Reasonable people can differ on the answers but it’s not reasonable to suggest that no distinction can be made at all. The element of choice affects our placement on the moral hierarchy. This isn’t a controversial position at all and is deeply embedded in our culture; both legally and intuitively, it’s why we have so many variations on the notion of homicide.

That’s true, but invites an obvious a point of contention. How to we classify outcomes between ones that are reasonable, expected, and predictable vs. ones that are not? To take the flip side of your analogy: if someone drives drunk and kills someone, they don’t consent to having their bodily freedom taken away when we lock them up. And yet we do anyway, because as a society we’ve decided that accidents are a fairly predictable result of DUI, even if the driver had no ill intentions at all.

It doesn’t seem like there’s an automatic way to divide consequences between these two categories, as it hearkens to the very notion of free will.

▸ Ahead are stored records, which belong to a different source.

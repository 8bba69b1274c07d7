//! Blob trigger listener.
//!
//! Polls the blob store, fingerprinting each object by its etag. A new or changed
//! object under a blob trigger pattern is dispatched; a failed delivery is retried
//! on later polls until the object is poisoned.

use std::collections::HashMap;
use std::time::Duration;

use fnhost_engine::{DispatchError, DispatchHost};
use fnhost_types::{Payload, TriggerEvent, TriggerSource};
use fnhost_util::PathTemplate;
use futures_util::future::join_all;
use tokio::task::JoinHandle;
use tokio::time::MissedTickBehavior;
use tokio_util::sync::CancellationToken;
use tracing::{debug, error, info, warn};

#[derive(Debug, Clone, PartialEq, Eq)]
struct DeliveryState {
    etag: String,
    failed_attempts: u32,
    delivered: bool,
    poisoned: bool,
}

impl DeliveryState {
    fn new(etag: String) -> Self {
        Self {
            etag,
            failed_attempts: 0,
            delivered: false,
            poisoned: false,
        }
    }

    fn is_settled(&self) -> bool {
        self.delivered || self.poisoned
    }
}

/// Result of one poll, mostly useful for tests and logging.
#[derive(Debug, Clone, Copy, PartialEq, Eq, Default)]
pub struct PollSummary {
    pub delivered: usize,
    pub failed: usize,
    pub poisoned: usize,
}

/// Watches the host's blob store for objects matching its blob triggers.
#[derive(Debug)]
pub struct BlobListener {
    host: DispatchHost,
    patterns: Vec<PathTemplate>,
    max_delivery_attempts: u32,
    deliveries: HashMap<String, DeliveryState>,
}

impl BlobListener {
    pub fn new(host: DispatchHost, max_delivery_attempts: u32) -> Self {
        let patterns = host.registry().blob_patterns();
        Self {
            host,
            patterns,
            max_delivery_attempts: max_delivery_attempts.max(1),
            deliveries: HashMap::new(),
        }
    }

    pub fn has_triggers(&self) -> bool {
        !self.patterns.is_empty()
    }

    /// List the store once and deliver every new, changed, or previously failed object.
    pub async fn poll_once(&mut self) -> Result<PollSummary, DispatchError> {
        let entries = match self.host.store().list("").await {
            Ok(entries) => entries,
            Err(error) => {
                warn!(error = %error, "blob listener could not list the store");
                return Ok(PollSummary::default());
            }
        };

        let watched: Vec<_> = entries
            .into_iter()
            .filter(|entry| self.patterns.iter().any(|pattern| pattern.matches(&entry.path).is_some()))
            .collect();
        self.deliveries
            .retain(|path, _| watched.iter().any(|entry| &entry.path == path));

        let mut pending = Vec::new();
        for entry in watched {
            let state = self
                .deliveries
                .entry(entry.path.clone())
                .or_insert_with(|| DeliveryState::new(entry.etag.clone()));
            if state.etag != entry.etag {
                debug!(path = %entry.path, "blob changed");
                *state = DeliveryState::new(entry.etag.clone());
            }
            if !state.is_settled() {
                pending.push(entry.path);
            }
        }

        let deliveries = pending.into_iter().map(|path| {
            let host = self.host.clone();
            async move {
                let result = deliver(&host, &path).await;
                (path, result)
            }
        });
        let results = join_all(deliveries).await;

        let mut summary = PollSummary::default();
        for (path, result) in results {
            let delivered = match result {
                Ok(delivered) => delivered,
                Err(DispatchError::ShuttingDown) => return Err(DispatchError::ShuttingDown),
                Err(error) => {
                    warn!(path = %path, error = %error, "blob dispatch rejected");
                    false
                }
            };
            let Some(state) = self.deliveries.get_mut(&path) else {
                continue;
            };
            if delivered {
                state.delivered = true;
                summary.delivered += 1;
                continue;
            }
            state.failed_attempts += 1;
            if state.failed_attempts >= self.max_delivery_attempts {
                state.poisoned = true;
                summary.poisoned += 1;
                error!(path = %path, attempts = state.failed_attempts, "blob poisoned; skipping until it changes");
            } else {
                summary.failed += 1;
                warn!(path = %path, attempts = state.failed_attempts, "blob delivery failed; will retry on next poll");
            }
        }
        Ok(summary)
    }

    /// Poll every `interval` until `shutdown` is cancelled. The first poll runs immediately.
    pub async fn run(mut self, interval: Duration, shutdown: CancellationToken) {
        info!(patterns = self.patterns.len(), interval_ms = interval.as_millis() as u64, "blob listener started");
        let mut ticker = tokio::time::interval(interval);
        ticker.set_missed_tick_behavior(MissedTickBehavior::Delay);

        loop {
            tokio::select! {
                _ = shutdown.cancelled() => break,
                _ = ticker.tick() => {
                    if let Err(DispatchError::ShuttingDown) = self.poll_once().await {
                        break;
                    }
                }
            }
        }
        info!("blob listener stopped");
    }
}

/// Read one object and dispatch it. `Ok(false)` means an invocation failed or the object vanished.
async fn deliver(host: &DispatchHost, path: &str) -> Result<bool, DispatchError> {
    let bytes = match host.store().read(path).await {
        Ok(Some(bytes)) => bytes,
        Ok(None) => {
            debug!(path = %path, "blob vanished before delivery");
            return Ok(false);
        }
        Err(error) => {
            warn!(path = %path, error = %error, "blob could not be read");
            return Ok(false);
        }
    };

    let source = TriggerSource::Blob { path: path.to_string() };
    let outcomes = host.dispatch(TriggerEvent::new(Payload::Binary(bytes)), &source).await?;
    Ok(outcomes.iter().all(|outcome| outcome.is_success()))
}

/// Spawn the polling task when the registry has blob triggers.
pub fn spawn_blob_listener(
    host: &DispatchHost,
    poll_interval: Duration,
    max_delivery_attempts: u32,
    cancellation_token: &CancellationToken,
) -> Option<JoinHandle<()>> {
    let listener = BlobListener::new(host.clone(), max_delivery_attempts);
    if !listener.has_triggers() {
        return None;
    }
    Some(tokio::spawn(listener.run(poll_interval, cancellation_token.child_token())))
}
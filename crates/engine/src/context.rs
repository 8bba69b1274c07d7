//! Per-invocation context handed to function bodies.

use std::sync::Mutex;
use std::sync::PoisonError;
use std::sync::atomic::{AtomicU32, Ordering};

use chrono::{DateTime, Utc};
use serde::Serialize;
use tracing::{error, info, warn};
use uuid::Uuid;

/// Severity of a line written through an [`InvocationLogger`].
#[derive(Debug, Clone, Copy, PartialEq, Eq, Serialize)]
#[serde(rename_all = "lowercase")]
pub enum LogLevel {
    Info,
    Warn,
    Error,
}

/// One line logged by a function body.
#[derive(Debug, Clone, PartialEq, Eq, Serialize)]
#[serde(rename_all = "camelCase")]
pub struct LogRecord {
    pub timestamp: DateTime<Utc>,
    pub level: LogLevel,
    pub attempt: u32,
    pub message: String,
}

/// Log sink scoped to one invocation.
///
/// Lines are emitted as tracing events tagged with the invocation id and function
/// name, and captured so the dispatch outcome can report them.
#[derive(Debug)]
pub struct InvocationLogger {
    invocation_id: String,
    function_name: String,
    attempt: AtomicU32,
    records: Mutex<Vec<LogRecord>>,
}

impl InvocationLogger {
    fn new(invocation_id: String, function_name: String) -> Self {
        Self {
            invocation_id,
            function_name,
            attempt: AtomicU32::new(0),
            records: Mutex::new(Vec::new()),
        }
    }

    pub fn info(&self, message: impl Into<String>) {
        let message = message.into();
        info!(function = %self.function_name, invocation_id = %self.invocation_id, "{message}");
        self.record(LogLevel::Info, message);
    }

    pub fn warn(&self, message: impl Into<String>) {
        let message = message.into();
        warn!(function = %self.function_name, invocation_id = %self.invocation_id, "{message}");
        self.record(LogLevel::Warn, message);
    }

    pub fn error(&self, message: impl Into<String>) {
        let message = message.into();
        error!(function = %self.function_name, invocation_id = %self.invocation_id, "{message}");
        self.record(LogLevel::Error, message);
    }

    fn record(&self, level: LogLevel, message: String) {
        let record = LogRecord {
            timestamp: Utc::now(),
            level,
            attempt: self.attempt.load(Ordering::Relaxed),
            message,
        };
        self.records.lock().unwrap_or_else(PoisonError::into_inner).push(record);
    }
}

/// Identity and logging for one invocation. Created when dispatch selects a
/// function and dropped when the invocation ends.
#[derive(Debug)]
pub struct InvocationContext {
    invocation_id: String,
    function_name: String,
    logger: InvocationLogger,
}

impl InvocationContext {
    pub fn new(function_name: impl Into<String>) -> Self {
        let function_name = function_name.into();
        let invocation_id = Uuid::new_v4().to_string();
        Self {
            logger: InvocationLogger::new(invocation_id.clone(), function_name.clone()),
            invocation_id,
            function_name,
        }
    }

    pub fn invocation_id(&self) -> &str {
        &self.invocation_id
    }

    pub fn function_name(&self) -> &str {
        &self.function_name
    }

    pub fn logger(&self) -> &InvocationLogger {
        &self.logger
    }

    /// Zero-based attempt number within this invocation's retry loop.
    pub fn attempt(&self) -> u32 {
        self.logger.attempt.load(Ordering::Relaxed)
    }

    pub(crate) fn begin_attempt(&self, attempt: u32) {
        self.logger.attempt.store(attempt, Ordering::Relaxed);
    }

    /// Drain the captured log lines.
    pub fn take_logs(&self) -> Vec<LogRecord> {
        std::mem::take(&mut *self.logger.records.lock().unwrap_or_else(PoisonError::into_inner))
    }
}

I disagree again. Not having laws about corporal punishment is a neutral position in that it allows, for instance, some schools to engage in it and some to ban it, according to culture or whatever other factor. The law taking a position, as someone already pointed out, would be either universally banning it or conceivably even mandating it. The law taking no position on abortion – i.e.- there being no law – leaves the matter open to individual, cultural, and religious interpretation as well as medical judgment and medical ethics. Having strong anti-abortion laws essentially supersedes all of these, forcing a narrow and often religiously-based viewpoint on everyone, and in the worst cases of really bad legislation potentially even putting the woman’s life in danger contrary to medical judgment.

Of course it’s possible. We know what a “person” is in the ordinary meaning of the word, and when legal statutes begin with phrases like “every person commits a crime who …” or references to “causes harm to another person” we don’t generally find it necessary to define what a “person” is. It’s only when laws try to insinuate themselves into novel territory, such as declaring that a corporation or a fetus is a “person”, that such definitions explicitly come into play. That takes a deliberate and pro-active decision by a legislative body to take a position.

Of course I understand that the absence of law has consequences that are different than if a law had been enacted, but that’s not an argument about neutrality. Neutrality means that individual women, their families, and their doctors retain decision-making power without it being forced on them by force of law.

Amen, brother, nicely said!

I don’t think this really changes my point, though. I don’t think most people who commit a DUI consent to being put in prison, since (I think) most people don’t want to go to prison. What they consent to is driving drunk.

The law has decided that driving drunk is a crime and people who drive drunk have to suffer criminal consequences, but that’s been decided on grounds other than the issue of consent.